Обогнув западную его оконечность, мы увидели на юго-востоке еще два острова. Один из них представлял собой весьма высокую гору, также напоминавшую вулкан, а дальше к югу находился второй остров с тремя высокими горами.

Западная часть острова, вокруг которого мы плыли, тоже была прекрасна. Зеленели великолепные леса, всюду виднелись кокосовые пальмы. Горы находились довольно далеко в глубине острова, поэтому между ними и берегом простирались равнины, обильно поросшие лесом и обрамленные у моря красивыми песчаными пляжами.

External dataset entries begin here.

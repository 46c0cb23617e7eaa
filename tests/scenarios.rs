use std::{
    fs,
    sync::{
        atomic::{AtomicU64, Ordering},
        Arc, Mutex,
    },
};

use async_trait::async_trait;
use chrono::{NaiveDate, NaiveDateTime, NaiveTime};
use tempfile::TempDir;

use courtnotes::{
    Attachment, BackgroundSync, ChatClient, CollaboratorError, Config, DigestJob, Extractor,
    InboundMessage, MessageHandler, MessageId, NoopSync, NoteRepository, NoteWriter,
    OfflineExtractor, Outcome, ReminderJob, RetryPolicy, Scene, SceneSchema, SearchQuery,
    StructuredRecord, StructuringAdapter, Transcriber, SAVED_REACTION,
};

#[derive(Default)]
struct RecordingChat {
    next_id: AtomicU64,
    replies: Mutex<Vec<(MessageId, String)>>,
    reactions: Mutex<Vec<(MessageId, String)>>,
}

#[async_trait]
impl ChatClient for RecordingChat {
    async fn send_reply(&self, channel: MessageId, content: &str) -> Result<MessageId, CollaboratorError> {
        self.replies.lock().unwrap().push((channel, content.to_string()));
        Ok(100 + self.next_id.fetch_add(1, Ordering::SeqCst))
    }

    async fn add_reaction(&self, message: MessageId, emoji: &str) -> Result<(), CollaboratorError> {
        self.reactions.lock().unwrap().push((message, emoji.to_string()));
        Ok(())
    }
}

struct ScriptedExtractor(&'static str);

#[async_trait]
impl Extractor for ScriptedExtractor {
    async fn extract(&self, _text: &str, _scene: Scene, _schema: &SceneSchema) -> Result<String, CollaboratorError> {
        Ok(self.0.to_string())
    }

    async fn summarize(&self, _prompt: &str) -> Result<String, CollaboratorError> {
        Ok("A steady week".to_string())
    }
}

struct DeadTranscriber;

#[async_trait]
impl Transcriber for DeadTranscriber {
    async fn transcribe(&self, _audio: &[u8], _mime: &str) -> Result<String, CollaboratorError> {
        Err(CollaboratorError::Unavailable("speech service down".into()))
    }
}

struct ScriptedTranscriber(&'static str);
//! Error types for the courtnotes application.
//!
//! This module defines the error categories that can surface from the note
//! vault, the collaborators, and the scheduler. Recoverable conditions
//! (collaborator outages, empty lookups, remote sync failures) are handled
//! where they occur and never reach this type.

use std::{io, path::PathBuf};

use chrono::NaiveDate;
use thiserror::Error;

use crate::Scene;

/// The main error type for the courtnotes application.
#[derive(Error, Debug)]
pub enum JournalError {
    /// Errors related to file I/O operations.
    #[error("I/O error: {0}")]
    Io(#[from] io::Error),

    /// Errors related to JSON serialization (config files, model output).
    #[error("Serialization error: {0}")]
    Serialization(#[from] serde_json::Error),

    /// Errors related to the YAML metadata header of a note.
    #[error("Metadata header error: {0}")]
    Header(#[from] serde_yaml::Error),

    /// Errors raised by the vault watcher.
    #[error("Watcher error: {0}")]
    Watcher(#[from] notify::Error),

    /// A note for this date and scene already exists; the caller should have
    /// appended instead.
    #[error("Note already exists for {date} ({scene}): {path}")]
    NoteAlreadyExists {
        date: NaiveDate,
        scene: Scene,
        path: PathBuf,
    },

    /// Note file disappeared between lookup and mutation.
    #[error("Note not found: {path}")]
    NoteNotFound { path: PathBuf },

    /// Invalid note format or content.
    #[error("Invalid note format in {path}: {message}")]
    InvalidFormat { path: PathBuf, message: String },

    /// Attachment exceeds the configured size limit.
    #[error("Attachment too large: {size} bytes (limit {limit})")]
    AttachmentTooLarge { size: usize, limit: usize },

    /// Errors related to configuration.
    #[error("Configuration error: {message}")]
    ConfigError { message: String },

    /// Directory creation or access failed.
    #[error("Failed to create or access directory: {path}")]
    DirectoryError { path: PathBuf },

    /// Remote sync command failed.
    #[error("Sync failed: {message}")]
    SyncFailed { message: String },

    /// Scheduler could not be started, stopped or commanded.
    #[error("Scheduler error: {message}")]
    SchedulerError { message: String },

    /// An external collaborator failed and there was no local fallback.
    #[error("Collaborator error: {0}")]
    Collaborator(#[from] crate::CollaboratorError),

    /// Generic application error with a custom message.
    #[error("{message}")]
    ApplicationError { message: String },
}
use std::path::PathBuf;

use clap::Parser;

use crate::Commands;

/// Main CLI application arguments and command structure
#[derive(Parser)]
#[clap(
    version,
    about = "Tennis practice journal: turns channel messages into dated Markdown notes"
)]
pub struct Cli {
    /// Path to the configuration file
    #[clap(short = 'c', long, value_parser)]
    pub config: Option<PathBuf>,

    /// Path to the note vault
    #[clap(long, value_parser)]
    pub vault: Option<PathBuf>,

    /// Verbose output mode
    #[clap(short, long)]
    pub verbose: bool,

    /// Subcommands for the courtnotes application
    #[clap(subcommand)]
    pub command: Commands,
}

К полудню мы подошли довольно близко к берегу и увидели множество туземцев; они шли к нам вброд по пояс в воде. Один из них был вооружен копьем, другие — луком и стрелами, все остальные держали палицы. Несмотря на такое воинственное снаряжение, они махали нам зелеными ветками, что повсеместно считается знаком мира. Однако против их ожиданий и, возможно, вопреки их желанию нам в этот момент пришлось, лавируя, повернуть в сторону.

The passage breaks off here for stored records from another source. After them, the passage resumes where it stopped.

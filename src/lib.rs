//! Tennis practice journal library
//!
//! This library turns chat messages posted in themed channels into dated
//! Markdown notes with a YAML metadata header, stores them in a note vault,
//! searches them, mirrors the vault to a git remote and runs the scheduled
//! digest and reminder jobs.

mod cli;
mod collaborators;
mod config;
mod date_hint;
mod errors;
mod handler;
mod helper;
mod jobs;
mod markdown;
mod note;
mod record;
mod scene;
mod scheduler;
mod storage;
mod structuring;
mod sync;
mod types;
mod writer;

// Re-export key components
pub use cli::*;
pub use collaborators::*;
pub use config::*;
pub use date_hint::*;
pub use errors::*;
pub use handler::*;
pub use helper::*;
pub use jobs::*;
pub use markdown::*;
pub use note::*;
pub use record::*;
pub use scene::*;
pub use scheduler::*;
pub use storage::*;
pub use structuring::*;
pub use sync::*;
pub use types::*;
pub use writer::*;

После обеда мы наконец решили пристать к берегу и послали две шлюпки разведать бухту, которую облюбовали с корабля. Она была прикрыта коралловым рифом, и на южной ее стороне собрались несколько сот индейцев. Некоторые из них шли навстречу нашим шлюпкам в своих каноэ, однако подойти к кораблю они не решались, поскольку он был еще далеко в море. Наконец со шлюпок нам знаками дали понять, что здесь хорошее дно для якорной стоянки. Мы вошли в бухту вслед за ними. У входа в нее были коралловые рифы; она была узкая и глубоко вдавалась в сушу. Наши штурманы поднялись на борт, и офицер рассказал нам, что индейцы на каноэ подходили к ним вплотную, не выказывая никаких враждебных намерений, напротив, махали зелеными ветками, зачерпывали пригоршней воду из моря и выливали ее себе на голову. Офицер расценил эту церемонию как знак дружбы и ответил им таким же образом, чем островитяне, по-видимому, были очень довольны.

Как только мы вошли в залив, они сразу приблизились к кораблю, размахивая, зелеными ветками, главным образом Dracaena terminalis  и красивого Croton variegatum.  При этом они беспрестанно повторяли слово томарр,  или гомарро,  имевшее, видимо, тот же смысл, что и таитянское тайо,  то есть «друг». В то же время они были вооружены по большей части луками и стрелами, а некоторые и копьями, готовые, по-видимому, как к войне, так и к миру. Когда они подошли достаточно близко, мы бросили им несколько кусков таитянской материи, которую они приняли с большой радостью. В виде ответного подарка они передали на корабль несколько стрел. У первых наконечники были просто деревянные, но потом они передали нам стрелы с костяными наконечниками, намазанными каким-то черным, похожим на камедь веществом, которое мы сочли за яд. Чтобы удостовериться в этом, мы укололи такой стрелой в ногу молодую таитянскую собаку, по никаких последствий это не вызвало.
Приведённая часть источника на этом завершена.